Blaming the presidency

While the Civil Society Groups say that the presidency must be blamed for appointing people with less than clean portfolios, Aviation Roundtable, a group made up of professionals in the aviation sector, say they cannot question the government’s action while conceding that the panel’s result would be a result of the individual competence of its members.

“The quality of the result depends on the quality of the members of the panel. The presidency set up the body. If they believe that the people there can get the job done, who are we to question them,” the president of the group, Dele Ore, said in a telephone interview with PREMIUM TIMES.

Contrariwise, Mr. Sani of CRCN opined that the presidency and Ms. Oduah must take the blame for the selecting persons without a clean track record.

“It is the fault of the presidency and the minister of aviation, who are supposed to carry out a background check on the members of the panel,” he said.
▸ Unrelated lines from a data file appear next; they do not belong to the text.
// SPDX-FileCopyrightText: 2025 Caspar Water Company
//
// SPDX-License-Identifier: Apache-2.0

//! Spreadsheet ingestion — `products` sheet → catalog JSON document.
//!
//! The first row holds column names (`id`, `category`, `brand`, ...). Columns
//! are matched by name, so their order in the sheet does not matter and extra
//! columns are ignored. No validation happens here beyond trimming ids; the
//! renderer owns the id rules.

use crate::config::SiteDefaults;
use crate::error::{CatalogError, Result};
use crate::model::{CatalogDocument, Price, Product, Site, write_document};
use calamine::{Data, Range, Reader, open_workbook_auto};
use std::path::Path;

/// Sheet read when none is configured.
pub const DEFAULT_SHEET: &str = "products";

/// A recognized spreadsheet column.
#[derive(Debug, Clone, Copy, PartialEq, Eq)]
enum Column {
    Id,
    Category,
    Brand,
    Series,
    Code,
    Spec,
    Unit,
    Price,
    Usage,
    Note,
    Image,
}

impl Column {
    fn from_header(name: &str) -> Option<Self> {
        let column = match name.trim().to_lowercase().as_str() {
            "id" => Column::Id,
            "category" => Column::Category,
            "brand" => Column::Brand,
            "series" => Column::Series,
            "code" => Column::Code,
            "spec" => Column::Spec,
            "unit" => Column::Unit,
            "price" => Column::Price,
            "usage" => Column::Usage,
            "note" => Column::Note,
            "image" => Column::Image,
            _ => return None,
        };
        Some(column)
    }
}

/// Read a workbook into a catalog document.
///
/// `site` becomes the document's `site` record.
pub fn ingest(input: &Path, sheet: &str, site: &SiteDefaults) -> Result<CatalogDocument> {
    if !input.exists() {
        return Err(CatalogError::missing_input(input));
    }

    let mut workbook =
        open_workbook_auto(input).map_err(|e| CatalogError::Spreadsheet(e.to_string()))?;

    let available = workbook.sheet_names();
    if !available.iter().any(|name| name == sheet) {
        return Err(CatalogError::MissingSheet {
            sheet: sheet.to_string(),
            available,
        });
    }

    let range = workbook
        .worksheet_range(sheet)
        .map_err(|e| CatalogError::Spreadsheet(e.to_string()))?;

    Ok(CatalogDocument {
        site: Site::from(site),
        products: products_from_range(&range),
    })
}

/// Ingest `input` and write the JSON document to `output`.
///
/// Returns the number of products written.
pub fn convert(input: &Path, sheet: &str, output: &Path, site: &SiteDefaults) -> Result<usize> {
    let doc = ingest(input, sheet, site)?;
    write_document(output, &doc)?;

    let count = doc.products.len();
    let output_display = output.display().to_string();
    diagnostics::log_info!(
        "Converted {count} products → {output}",
        count: count,
        output: output_display
    );
    Ok(count)
}

/// Map sheet rows to products using the header row.
pub fn products_from_range(range: &Range<Data>) -> Vec<Product> {
    let mut rows = range.rows();
    let Some(header) = rows.next() else {
        return Vec::new();
    };
    let columns: Vec<Option<Column>> = header
        .iter()
        .map(|cell| Column::from_header(&cell_text(cell)))
        .collect();

    rows.filter(|row| row.iter().any(|cell| !cell_text(cell).trim().is_empty()))
        .map(|row| product_from_row(row, &columns))
        .collect()
}

fn product_from_row(row: &[Data], columns: &[Option<Column>]) -> Product {
    let mut product = Product::default();
    for (cell, column) in row.iter().zip(columns) {
        let Some(column) = column else {
            continue;
        };
        let field = match column {
            Column::Price => {
                product.price = price_from_cell(cell);
                continue;
            }
            Column::Id => {
                product.id = cell_text(cell).trim().to_string();
                continue;
            }
            Column::Category => &mut product.category,
            Column::Brand => &mut product.brand,
            Column::Series => &mut product.series,
            Column::Code => &mut product.code,
            Column::Spec => &mut product.spec,
            Column::Unit => &mut product.unit,
            Column::Usage => &mut product.usage,
            Column::Note => &mut product.note,
            Column::Image => &mut product.image,
        };
        *field = cell_text(cell);
    }
    product
}

/// Cell as displayed text; whole floats lose their `.0`.
fn cell_text(cell: &Data) -> String {
    match cell {
        Data::Empty => String::new(),
        Data::String(s) => s.clone(),
        Data::Int(i) => i.to_string(),
        Data::Float(f) => f.to_string(),
        Data::Bool(b) => b.to_string(),
        other => other.to_string(),
    }
}

/// Numeric cells and numeric text become amounts; everything else is missing.
fn price_from_cell(cell: &Data) -> Price {
    let amount = match cell {
        Data::Int(i) => Some(*i as f64),
        Data::Float(f) => Some(*f),
        Data::String(s) => s.trim().parse::<f64>().ok(),
        _ => None,
    };
    match amount {
        Some(n) if n.is_finite() => Price::Amount(n),
        _ => Price::Missing,
    }
}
Mr. Adeniran of CACOL urged the presidency to reconstitute the committee and insert more credible persons.

“Both the presidency and the minister should cooperate with Nigerians to gather aviation professionals who do not have integrity challenges and who have an image and family name to protect.” 

The presidency did not respond to enquiries regarding the constitution of the committee. Reuben Abati, the presidential spokesperson did not respond to telephone calls or messages put across to him.  

Spokesperson of the aviation ministry, Joe Obi, could not be reached for comments. His mobile telephone was switched for most part of Thursday.

The panel is headed by John Obakpolor, an aeronautical engineer. Other members of the committee are Dele Sasegbon, OB Aliu, Muhtar Usman, Tony Anuforom and A Mshelia.